Лидс вел борьбу за чемпионский титул с Манчестер Юнайтед, и победа была оформлена в конце апреля. Кантона успел провести пятнадцать матчей, забить три мяча и поучаствовать еще в нескольких, и в итоге, отыграв только три месяца, стал едва ли не главным символом того успеха. Внутри коллектива не было зависти, и Гари Маккалистер — его ближайший приятель по команде — соглашался с ролью Кантона. «Дело в том, что его появление наэлектризовало Эллан Роуд в принципе. И то же самое происходило в каждом матче. Когда команде не хватало сил, на поле появлялся Эрик. Он не только добавлял класса, он заводил трибуны, а с ними — команду. Его влияние трудно переоценить».
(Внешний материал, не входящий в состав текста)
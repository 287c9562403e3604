//! Progress spinner utilities

use indicatif::{ProgressBar, ProgressStyle};
use std::time::Duration;

/// Create a spinner with the given message
///
/// Returns `None` if quiet mode is enabled.
pub fn create_spinner(message: &str, quiet: bool) -> Option<ProgressBar> {
    if quiet {
        return None;
    }
    let style = ProgressStyle::default_spinner()
        .tick_strings(&["⠋", "⠙", "⠹", "⠸", "⠼", "⠴", "⠦", "⠧", "⠇", "⠏"])
        .template("{spinner:.blue} {msg}")
        .unwrap_or_else(|_| ProgressStyle::default_spinner());
    let spinner = ProgressBar::new_spinner();
    spinner.set_style(style);
    spinner.set_message(message.to_string());
    spinner.enable_steady_tick(Duration::from_millis(100));
    Some(spinner)
}

/// Remove the spinner line entirely (before prompting the operator)
pub fn finish_spinner_and_clear(spinner: Option<ProgressBar>) {
    if let Some(s) = spinner {
        s.finish_and_clear();
    }
}
//! Course deletion: resolution, confirmation and the deletion driver

mod commands;
pub mod driver;
pub mod resolver;

pub use commands::{run_batch_command, run_course_command, BatchOutcome, RunOptions};
pub use driver::{CourseOutcome, CourseState, DeletionDriver, DeletionReport};
pub use resolver::{BatchTarget, Resolution};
Кантона повезло не только с болельщиками, но и с клубом. Его отношения с Уилкинсоном дадут слабину в следующем сезоне, но именно менеджер создал редкий семейный коллектив, который так помог французу. Партнеры делали все для его адаптации, а сам он, ощущая такую важную для него любовь, работал с тройной силой на тренировках. Он нуждался в личном пространстве, но никто никогда не давил на Эрика. Гари Спид вспоминал: «Иногда ты говоришь: «Канто, пойдем выпьем!», и он с улыбкой отправляется с парнями в паб. Иногда он хочет побыть наедине, но из-за этого нет никаких недомолвок, его все уважают».  Гордон Стракан, капитан и лидер той команды, не ревновал, видя на тренировках, что Кантона превосходит его в мастерстве — только лишь брал с него пример, оставаясь заниматься дополнительно.
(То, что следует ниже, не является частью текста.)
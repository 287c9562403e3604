//! Course, category and user models from the Moodle web-service API

use serde::{Deserialize, Serialize};

/// Course record
#[derive(Deserialize, Serialize, Debug, Clone, PartialEq, Eq)]
pub struct Course {
    pub id: u64,
    pub fullname: String,
    pub shortname: String,
    /// `core_enrol_get_users_courses` names this field `category`
    #[serde(default, alias = "category")]
    pub categoryid: Option<u64>,
    #[serde(default)]
    pub sortorder: Option<i64>,
}

impl Course {
    /// `SHORTNAME (FULLNAME)`, the form used in per-course messages
    pub fn display_name(&self) -> String {
        format!("{} ({})", self.shortname, self.fullname)
    }
}

/// Course category record
#[derive(Deserialize, Serialize, Debug, Clone, PartialEq, Eq)]
pub struct Category {
    pub id: u64,
    pub name: String,
}

/// User record
#[derive(Deserialize, Serialize, Debug, Clone, PartialEq, Eq)]
pub struct User {
    pub id: u64,
    #[serde(default)]
    pub firstname: String,
    #[serde(default)]
    pub lastname: String,
    #[serde(default)]
    pub email: String,
}

impl User {
    /// `FIRST LAST (EMAIL)`
    pub fn display_name(&self) -> String {
        format!("{} {} ({})", self.firstname, self.lastname, self.email)
    }
}

/// User enrolled in a course, as returned by `core_enrol_get_enrolled_users`
#[derive(Deserialize, Debug, Clone)]
pub struct EnrolledUser {
    pub id: u64,
    #[serde(default)]
    pub roles: Vec<RoleAssignment>,
}

impl EnrolledUser {
    pub fn has_role(&self, role_id: u64) -> bool {
        self.roles.iter().any(|r| r.roleid == role_id)
    }
}

/// Role held by an enrolled user in the course context
#[derive(Deserialize, Debug, Clone)]
pub struct RoleAssignment {
    pub roleid: u64,
}

/// Response of `core_course_get_courses_by_field`
#[derive(Deserialize, Debug)]
pub struct CoursesResponse {
    #[serde(default)]
    pub courses: Vec<Course>,
    #[serde(default)]
    pub warnings: Vec<WsWarning>,
}

/// Response of `core_course_delete_courses`
#[derive(Deserialize, Debug, Default)]
pub struct DeleteCoursesResponse {
    #[serde(default)]
    pub warnings: Vec<WsWarning>,
}

/// Warning entry attached to many web-service responses
#[derive(Deserialize, Debug, Clone)]
pub struct WsWarning {
    #[serde(default)]
    pub warningcode: Option<String>,
    #[serde(default)]
    pub message: String,
}

/// Exception body returned (with HTTP 200) when a web-service call fails
#[derive(Deserialize, Debug)]
pub struct WsException {
    pub exception: String,
    #[serde(default)]
    pub errorcode: Option<String>,
    #[serde(default)]
    pub message: Option<String>,
}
Всего за полгода Кантона стал в городе культом, «горячим французским любовником», от отношений с которым зависела судьба клуба. Еще больше зависело от отношений Эрика с Уилкинсоном. После провального чемпионата Европы Кантона вернулся в Англию в превосходной форме, с ходу выстрелив хет-триком в матче за Суперкубок с Ливерпулем. Его игра вышла на новый уровень — еще несколько мячей и передач последовали в играх чемпионата, но, как только дела всей команды пошли вниз, Сержант Уилко вернулся к тем сомнениям, что одолевали его в январе. Кантона сдал вместе с партнерами, Уилкинсон обратился к ротации состава, вскоре также посчитав, что использование «художника» Кантона мешает тем принципам, которые, в первую очередь, выиграли для него титул в минувшем сезоне. В ноябре — после серии инцидентов — клуб получил уведомление от гордого Эрика, в котором тот просил выставить его на трансфер и четко обозначил приоритетные для себя клубы: Манчестер Юнайтед, Ливерпуль, Арсенал. Он больше не ощущал себя любимым, но снова был уверен в том, что достоин лучшего.

Один их тех инцидентов случился в октябре в Глазго, во время матча Кубка чемпионов между Рейнджерс и Лидсом. Кантона была смят шотландскими защитниками, и Уилкинсон принял решение заменить футболиста. Реакция Эрика была красноречивой: он миновал менеджера и скамейку запасных, отправившись в раздевалку еще по ходу игры. На Айброксе в тот день присутствовал Жерар Улье в компании двух хороших знакомых, к одному из которых он невзначай обратился в тот самый момент. «Ох, большая проблема... Может, мне снова придется искать ему клуб».

К своему счастью, Алекс Фергюсон умел читать между строк и тоже мыслил на пару шагов вперед.